The war for top tech talent rages on. Last year a survey of Tech London Advocates highlighted that 43 pert cent of its members feared that a shortage of key tech talent was threatening continued growth in the city’s digital sector.

In fact, in the fast growing London tech businesses the average number of such vacancies is seven, according to a survey of Tech London Advocates group members. So despite Mayor Bloomberg discerning a “technological zeitgeist sweeping across London,” for UK tech businesses a significant challenge remains.

But the good news is that progress is being made. The government’s expansion of the Tier One visa to include tech workers of “exceptional talent” will be a great boon for London in the medium term.

And, in the long term, one must welcome their promotion of STEM subjects in schools countrywide. But, in the short term, what can an emerging tech company do?

There is a solution. The sharing economy has become an entrenched part of modern culture. Far from being disregarded as hopeful start-ups, the likes of Uber and Airbnb stand shoulder-to-shoulder with giants like Facebook.

While businesses like these help people get more out of spare physical resources like spare bedrooms or idle cars, the most exciting sharing opportunity helps people get the most out of their human capital. This is the talent sharing economy.

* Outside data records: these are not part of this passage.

use crate::state::messages::{NetworkRequest, NetworkResponse};
use crate::state::store::{ScheduleSource, ScheduleStore};
use gdq_api::client::ApiError;
use log::{debug, error, info};
use std::sync::Arc;
use tokio::sync::mpsc;

/// Serves refresh requests one at a time against the schedule store.
pub struct NetworkWorker<S> {
    store: Arc<ScheduleStore<S>>,
    requests: mpsc::Receiver<NetworkRequest>,
    responses: mpsc::Sender<NetworkResponse>,
}

impl<S: ScheduleSource> NetworkWorker<S> {
    pub fn new(
        store: Arc<ScheduleStore<S>>,
        requests: mpsc::Receiver<NetworkRequest>,
        responses: mpsc::Sender<NetworkResponse>,
    ) -> Self {
        Self { store, requests, responses }
    }

    pub async fn run(mut self) {
        while let Some(request) = self.requests.recv().await {
            let result = match request {
                NetworkRequest::LoadSchedule => self.handle_load_schedule().await,
                NetworkRequest::RefreshSchedule => self.handle_refresh_schedule().await,
            };

            debug!("network request complete");
            let response = result.unwrap_or_else(|err| NetworkResponse::Error {
                message: err.to_string(),
            });

            if let Err(e) = self.responses.send(response).await {
                error!("Failed to send network response: {e}");
                break;
            }
        }
    }

    async fn handle_load_schedule(&self) -> Result<NetworkResponse, ApiError> {
        debug!("loading schedule");
        let schedule = self.store.refresh().await?;
        info!("loaded {} runs", schedule.len());
        Ok(NetworkResponse::ScheduleLoaded { schedule })
    }

    async fn handle_refresh_schedule(&self) -> Result<NetworkResponse, ApiError> {
        debug!("refreshing schedule");
        let schedule = self.store.refresh().await?;
        Ok(NetworkResponse::ScheduleRefreshed { schedule })
    }
}
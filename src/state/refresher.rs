use crate::state::messages::NetworkRequest;
use std::time::Duration;
use tokio::sync::mpsc;
use tokio::time::interval;

/// Periodic schedule re-fetch. The initial load is requested separately at startup.
pub struct PeriodicRefresher {
    network_requests: mpsc::Sender<NetworkRequest>,
    period: Duration,
}

impl PeriodicRefresher {
    pub fn new(network_requests: mpsc::Sender<NetworkRequest>, period: Duration) -> Self {
        Self { network_requests, period }
    }

    pub async fn run(self) {
        let mut refresh_interval = interval(self.period);
        // Skip the immediate first tick so startup loading isn't double-triggered.
        refresh_interval.tick().await;

        loop {
            refresh_interval.tick().await;
            if self
                .network_requests
                .send(NetworkRequest::RefreshSchedule)
                .await
                .is_err()
            {
                break;
            }
        }
    }
}
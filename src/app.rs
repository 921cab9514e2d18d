use crate::cli::WatchOptions;
use crate::state::app_settings::AppSettings;
use crate::state::reminders::ReminderBook;
use crate::state::store::{ScheduleSource, ScheduleStore};
use chrono::{DateTime, Utc};
use gdq_api::{CurrentEventNotice, Event, EventKey, Schedule};
use log::{info, warn};
use std::collections::HashSet;
use std::sync::Arc;

/// Identity of the run in progress. The start time tells apart back-to-back
/// runs that share a game and category.
type NowPlaying = (EventKey, Option<String>);

pub struct App<S> {
    pub settings: AppSettings,
    pub store: Arc<ScheduleStore<S>>,
    pub reminders: ReminderBook,
    pub options: WatchOptions,
    now_playing: Option<NowPlaying>,
    pub last_error: Option<String>,
}

impl<S: ScheduleSource> App<S> {
    pub fn new(
        settings: AppSettings,
        store: Arc<ScheduleStore<S>>,
        reminders: ReminderBook,
        options: WatchOptions,
    ) -> Self {
        Self {
            settings,
            store,
            reminders,
            options,
            now_playing: None,
            last_error: None,
        }
    }

    // -----------------------------------------------------------------------
    // Network response handlers, called from the watch loop
    // -----------------------------------------------------------------------

    /// A new snapshot was published. Re-registers reminders for every upcoming
    /// run matching a `--remind` title so start times that moved are picked up,
    /// and cancels reminders for runs that no longer match.
    /// Returns the number of reminders registered.
    pub fn on_schedule_loaded(&mut self, schedule: &Schedule, now: DateTime<Utc>) -> usize {
        let requests: Vec<_> = self
            .reminder_matches(schedule, now)
            .filter_map(|event| event.reminder(now))
            .collect();

        let keys: HashSet<EventKey> = requests.iter().map(|r| r.key.clone()).collect();
        let dropped = self.reminders.retain_keys(&keys);
        if dropped > 0 {
            info!("{dropped} reminders cancelled, their runs changed or left the schedule");
        }

        let count = requests.len();
        for request in requests {
            self.reminders.schedule(request);
        }
        if count > 0 {
            info!("{count} reminders registered");
        }
        count
    }

    pub fn on_refresh_succeeded(&mut self) {
        self.last_error = None;
    }

    pub fn on_error(&mut self, message: String) {
        warn!("keeping last schedule: {message}");
        self.last_error = Some(message);
    }

    /// Re-resolve the run in progress. Returns the new current run when it changed.
    pub fn on_clock_tick(&mut self, now: DateTime<Utc>) -> Option<Option<Event>> {
        let current = self.store.current_event(now);
        let playing = current.as_ref().map(|e| (e.key(), e.start_time.clone()));
        if playing == self.now_playing {
            return None;
        }
        self.now_playing = playing;
        Some(current)
    }

    pub fn current_notice(&self, now: DateTime<Utc>) -> CurrentEventNotice {
        self.store.current_snapshot().current_notice(now)
    }

    fn reminder_matches<'a>(
        &'a self,
        schedule: &'a Schedule,
        now: DateTime<Utc>,
    ) -> impl Iterator<Item = &'a Event> + 'a {
        let needles: Vec<String> = self.options.remind.iter().map(|s| s.to_lowercase()).collect();
        schedule.upcoming(now).filter(move |event| {
            let title = event.game.as_deref().unwrap_or_default().to_lowercase();
            needles.iter().any(|needle| title.contains(needle.as_str()))
        })
    }
}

Online work platforms make it easier for people who want to do work to connect with people who want work to be done. For people who need work done, the talent sharing economy makes it easier to find, vet, contract with, and pay talented people who have time to take on new tasks. For talented people with time to spare, it’s easier to find interesting opportunities, finalise terms on which to take on projects, and be assured that work done well will be compensated.

Over two million businesses now access talent on the Elance-oDesk platforms. IT jobs make up the largest category of online work, accounting for around 1.4million jobs posted globally on the platforms last year.

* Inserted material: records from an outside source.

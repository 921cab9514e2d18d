use gdq_api::client::{SCHEDULE_URL, ScheduleEndpoint};
use log::LevelFilter;
use std::path::PathBuf;
use std::time::Duration;

const DEFAULT_REFRESH_SECS: u64 = 600;
const MIN_REFRESH_SECS: u64 = 30;
const DEFAULT_CLOCK_SECS: u64 = 60;

#[derive(Debug, Clone, PartialEq)]
pub struct AppSettings {
    pub endpoint: ScheduleEndpoint,
    pub refresh_interval: Duration,
    pub clock_interval: Duration,
    pub log_level: LevelFilter,
}

impl Default for AppSettings {
    fn default() -> Self {
        Self {
            endpoint: ScheduleEndpoint::Url(SCHEDULE_URL.to_owned()),
            refresh_interval: Duration::from_secs(DEFAULT_REFRESH_SECS),
            clock_interval: Duration::from_secs(DEFAULT_CLOCK_SECS),
            log_level: LevelFilter::Warn,
        }
    }
}

impl AppSettings {
    pub fn load() -> Self {
        Self::from_lookup(|key| std::env::var(key).ok())
    }

    /// Build settings from a variable lookup. Unparseable values fall back to defaults.
    pub fn from_lookup(lookup: impl Fn(&str) -> Option<String>) -> Self {
        let defaults = Self::default();
        let present = |key: &str| lookup(key).filter(|v| !v.trim().is_empty());
        let secs = |key: &str| present(key).and_then(|v| v.trim().parse::<u64>().ok());

        let endpoint = match (present("GDQ_SCHEDULE_HTML"), present("GDQ_SCHEDULE_URL")) {
            (Some(path), _) => ScheduleEndpoint::File(PathBuf::from(path)),
            (None, Some(url)) => ScheduleEndpoint::Url(url),
            (None, None) => defaults.endpoint,
        };

        let refresh_interval = secs("GDQ_REFRESH_SECS")
            .map(|s| Duration::from_secs(s.max(MIN_REFRESH_SECS)))
            .unwrap_or(defaults.refresh_interval);

        let clock_interval = secs("GDQ_CLOCK_SECS")
            .filter(|s| *s > 0)
            .map(Duration::from_secs)
            .unwrap_or(defaults.clock_interval);

        let log_level = present("GDQ_LOG_LEVEL")
            .and_then(|v| v.trim().parse::<LevelFilter>().ok())
            .unwrap_or(defaults.log_level);

        Self { endpoint, refresh_interval, clock_interval, log_level }
    }
}
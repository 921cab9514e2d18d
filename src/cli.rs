#[derive(Debug, Clone, PartialEq, Eq)]
pub enum Command {
    List { json: bool },
    Now,
    Watch(WatchOptions),
    Help,
    Version,
}

#[derive(Debug, Clone, Default, PartialEq, Eq)]
pub struct WatchOptions {
    /// Title fragments; every upcoming run matching one gets a reminder.
    pub remind: Vec<String>,
    /// Print the current-event notice after every refresh.
    pub notify_current: bool,
}

pub fn parse_args<I>(args: I) -> Result<Command, String>
where
    I: IntoIterator<Item = String>,
{
    let mut args = args.into_iter();
    let Some(first) = args.next() else {
        return Ok(Command::List { json: false });
    };

    match first.as_str() {
        "-h" | "--help" | "help" => Ok(Command::Help),
        "-V" | "--version" => Ok(Command::Version),
        "list" => {
            let mut json = false;
            for arg in args {
                match arg.as_str() {
                    "--json" => json = true,
                    _ => return Err(format!("Unknown argument: {arg}")),
                }
            }
            Ok(Command::List { json })
        }
        "now" => match args.next() {
            None => Ok(Command::Now),
            Some(arg) => Err(format!("Unknown argument: {arg}")),
        },
        "watch" => {
            let mut options = WatchOptions::default();
            while let Some(arg) = args.next() {
                match arg.as_str() {
                    "--notify-current" => options.notify_current = true,
                    "--remind" => match args.next() {
                        Some(text) if !text.trim().is_empty() => options.remind.push(text),
                        _ => return Err("--remind needs a game title".into()),
                    },
                    _ => return Err(format!("Unknown argument: {arg}")),
                }
            }
            Ok(Command::Watch(options))
        }
        _ => Err(format!("Unknown argument: {first}")),
    }
}

pub fn usage_text() -> &'static str {
    "gdq-schedule - Games Done Quick schedule in your terminal

Usage:
  gdq-schedule [list] [--json]
  gdq-schedule now
  gdq-schedule watch [--remind <title>]... [--notify-current]
  gdq-schedule --help
  gdq-schedule --version

Environment:
  GDQ_SCHEDULE_URL    Schedule page URL (default https://gamesdonequick.com/schedule)
  GDQ_SCHEDULE_HTML   Path to a saved schedule page, read instead of the network
  GDQ_REFRESH_SECS    Re-fetch interval in watch mode (default 600, minimum 30)
  GDQ_CLOCK_SECS      Clock tick in watch mode (default 60)
  GDQ_LOG_LEVEL       Default log level (default warn); RUST_LOG overrides"
}

#[cfg(test)]
mod tests {
    use super::*;

    fn parse(args: &[&str]) -> Result<Command, String> {
        parse_args(args.iter().map(|s| s.to_string()))
    }

    #[test]
    fn no_arguments_lists_schedule() {
        assert_eq!(parse(&[]), Ok(Command::List { json: false }));
        assert_eq!(parse(&["list", "--json"]), Ok(Command::List { json: true }));
    }

    #[test]
    fn watch_collects_reminders() {
        assert_eq!(
            parse(&["watch", "--remind", "Mario", "--notify-current", "--remind", "zelda"]),
            Ok(Command::Watch(WatchOptions {
                remind: vec!["Mario".into(), "zelda".into()],
                notify_current: true,
            }))
        );
    }

    #[test]
    fn remind_without_title_is_rejected() {
        assert!(parse(&["watch", "--remind"]).is_err());
        assert!(parse(&["watch", "--remind", " "]).is_err());
    }

    #[test]
    fn unknown_arguments_are_rejected() {
        assert_eq!(parse(&["--frobnicate"]), Err("Unknown argument: --frobnicate".into()));
        assert!(parse(&["now", "extra"]).is_err());
        assert!(parse(&["list", "--xml"]).is_err());
    }

    #[test]
    fn help_and_version() {
        assert_eq!(parse(&["-h"]), Ok(Command::Help));
        assert_eq!(parse(&["--version"]), Ok(Command::Version));
    }
}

Currently within the IT sector, people with skills in PHP scripting language are in highest demand, closely followed by HTML and MySQL Administration. Freelancers with PHP skills earn up to £37 an hour.

Fundamentally, the talent sharing economy enables people to overcome the geographic, cultural and practical barriers that have limited the ability of talented individuals to connect with the people who want to work with talented people.

Any work that can be done on a computer can be done by a freelancer. Small business, start-ups and others who need only bits of time can more easily get the precise time and talent they need when they need it.

The talent sharing economy is very much a reality. Tech companies looking to recruit the best talent with the most up-to-date skills should embrace this and those that don’t run the risk of being left behind their competitors.

Hayley Conick is the country manager in the UK for Elance-oDesk.